People from all over the world have invested in and continue to invest in U.S. based land, often times for a profit. The IRS needed a better way to “follow” and tax these transactions. So, the Foreign Investment in Real Property Tax Act (FIRTPA) was enacted in 1980 as part of the Revenue Adjustments Act of 1980 to make sure foreign landowners pay taxes on any gains made from the selling of U.S. property. This is also known as FIRTPA Withholding.
The paying of taxes on sold property is not a new or unusual concept as U.S. tax law requires everyone, either domestic or foreign, to pay income taxes on the sale of U.S. property as part of their annual income taxes.
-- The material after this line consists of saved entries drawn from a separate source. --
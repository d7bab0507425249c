use std::collections::BTreeMap;

use chrono::{DateTime, Utc};
use serde::{Deserialize, Serialize};
use uuid::Uuid;

use crate::ids::{ChatRef, FamilyId};
use crate::models::{AlertStatus, GeoPoint, PresenceStatus, Role};

// -- JWT Claims --

/// Session token claims, shared by the REST middleware and the socket
/// handshake so both channels resolve the same credential.
#[derive(Debug, Clone, Serialize, Deserialize)]
pub struct Claims {
    pub sub: Uuid,
    pub name: String,
    pub exp: usize,
}

// -- Auth --

#[derive(Debug, Deserialize)]
#[serde(deny_unknown_fields, rename_all = "camelCase")]
pub struct RegisterRequest {
    pub name: String,
    pub email: String,
    pub password: String,
    pub role: Role,
    pub family_code: Option<String>,
    pub phone: Option<String>,
}

#[derive(Debug, Deserialize)]
#[serde(deny_unknown_fields)]
pub struct LoginRequest {
    pub email: String,
    pub password: String,
}

#[derive(Debug, Serialize)]
#[serde(rename_all = "camelCase")]
pub struct LoginResponse {
    pub user_id: Uuid,
    pub name: String,
    pub family_id: Option<FamilyId>,
    pub token: String,
}

// -- Users --

#[derive(Debug, Clone, PartialEq, Serialize, Deserialize)]
pub struct UserSummary {
    pub id: Uuid,
    pub name: String,
    pub avatar: Option<String>,
}

#[derive(Debug, Clone, Serialize, Deserialize)]
pub struct MemberPresence {
    pub id: Uuid,
    pub name: String,
    pub avatar: Option<String>,
    pub status: PresenceStatus,
}

#[derive(Debug, Serialize)]
#[serde(rename_all = "camelCase")]
pub struct FamilyPresenceResponse {
    pub online_count: usize,
    pub members: Vec<MemberPresence>,
}

// -- Conversations --

#[derive(Debug, Clone, Serialize, Deserialize)]
#[serde(rename_all = "camelCase")]
pub struct PinnedNoteView {
    pub text: String,
    pub pinned_by: UserSummary,
    pub pinned_at: DateTime<Utc>,
}

#[derive(Debug, Clone, Serialize, Deserialize)]
#[serde(rename_all = "camelCase")]
pub struct MessagePreview {
    pub id: Uuid,
    pub content: String,
    pub sender: UserSummary,
    pub created_at: DateTime<Utc>,
}

/// A conversation as listed to a client. Virtual conversations carry a
/// `virtual-` id, no latest message and no pinned notes.
#[derive(Debug, Clone, Serialize, Deserialize)]
#[serde(rename_all = "camelCase")]
pub struct ConversationView {
    pub id: ChatRef,
    pub chat_name: String,
    pub is_group_chat: bool,
    pub is_virtual: bool,
    pub users: Vec<UserSummary>,
    pub latest_message: Option<MessagePreview>,
    pub pinned_notes: Vec<PinnedNoteView>,
    pub created_at: DateTime<Utc>,
    pub updated_at: DateTime<Utc>,
}

// -- Messages --

#[derive(Debug, Deserialize)]
#[serde(deny_unknown_fields, rename_all = "camelCase")]
pub struct SendMessageRequest {
    pub content: String,
    pub chat_id: ChatRef,
    pub recipient_id: Option<Uuid>,
    pub reply_to: Option<Uuid>,
}

#[derive(Debug, Clone, Serialize, Deserialize)]
#[serde(rename_all = "camelCase")]
pub struct MessageView {
    pub id: Uuid,
    pub chat_id: Uuid,
    pub sender: UserSummary,
    pub content: String,
    pub reply_to: Option<Uuid>,
    pub reactions: BTreeMap<String, i64>,
    pub read_by: Vec<Uuid>,
    pub created_at: DateTime<Utc>,
    /// Populated on send and on the `new_message` event, omitted in history.
    #[serde(default, skip_serializing_if = "Option::is_none")]
    pub chat: Option<ConversationView>,
}

#[derive(Debug, Deserialize)]
#[serde(deny_unknown_fields)]
pub struct ReactRequest {
    pub symbol: String,
}

#[derive(Debug, Serialize)]
pub struct ReactionsResponse {
    pub reactions: BTreeMap<String, i64>,
}

#[derive(Debug, Serialize)]
pub struct MarkReadResponse {
    pub marked: usize,
}

#[derive(Debug, Deserialize)]
#[serde(deny_unknown_fields)]
pub struct PinNoteRequest {
    pub text: String,
}

// -- Polls --

#[derive(Debug, Deserialize)]
#[serde(deny_unknown_fields)]
pub struct CreatePollRequest {
    pub question: String,
    pub options: Vec<String>,
}

#[derive(Debug, Deserialize)]
#[serde(deny_unknown_fields, rename_all = "camelCase")]
pub struct VoteRequest {
    pub option_id: Uuid,
}

#[derive(Debug, Clone, Serialize, Deserialize)]
pub struct PollOptionView {
    pub id: Uuid,
    pub text: String,
    pub votes: Vec<UserSummary>,
    pub percentage: f64,
}

/// Full poll state. Sent whole on every update so clients never merge diffs.
#[derive(Debug, Clone, Serialize, Deserialize)]
#[serde(rename_all = "camelCase")]
pub struct PollView {
    pub id: Uuid,
    pub question: String,
    pub options: Vec<PollOptionView>,
    pub family_id: FamilyId,
    pub created_by: UserSummary,
    pub is_active: bool,
    pub total_votes: usize,
    pub created_at: DateTime<Utc>,
}

// -- Emergency --

#[derive(Debug, Deserialize)]
#[serde(deny_unknown_fields)]
pub struct TriggerAlertRequest {
    pub lat: f64,
    pub lng: f64,
}

#[derive(Debug, Clone, Serialize, Deserialize)]
#[serde(rename_all = "camelCase")]
pub struct AlertView {
    pub id: Uuid,
    pub triggered_by: UserSummary,
    pub family_id: FamilyId,
    pub location: GeoPoint,
    pub status: AlertStatus,
    pub resolved_at: Option<DateTime<Utc>>,
    pub created_at: DateTime<Utc>,
}

#[derive(Debug, Serialize)]
#[serde(rename_all = "camelCase")]
pub struct TriggerAlertResponse {
    pub alert: AlertView,
    /// Emergency contacts that were sent an SMS/voice notification. Zero
    /// means nobody outside the app was reached.
    pub notified_contacts: usize,
}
What is a Foreign Land Owner?
A foreign land owner is considered a non-resident alien that owns land yet does not hold a green card nor are they a U.S. citizen, and they do not meet the substantial presence test as outlined by the IRS. This term can also apply to a foreign corporation, partnership, estate or trust that is not incorporated in the U.S.
Understanding FIRTPA as a Real Estate Buyer
Under FIRPTA, if you buy U.S. real estate from a foreigner you might be required to withhold 15% of the amount realized from the sale. What is amount realized? Under normal circumstances the amount realized is considered the purchase price of the property. By the purchaser withholding funds, the IRS can more easily collect the U.S. tax owed on the sale of the property by the foreign seller. It is possible for the buyer to apply to the IRS and request the 15% withholding (10% before 2/17/2016) be reduced to the tax estimated to be due.
Can FIRTPA be Reduced?
It is possible to decrease the FIRTPA withholding by 5% (from 15% to 10%) if the amount realized form the sale is less than $1 million and more than $300k.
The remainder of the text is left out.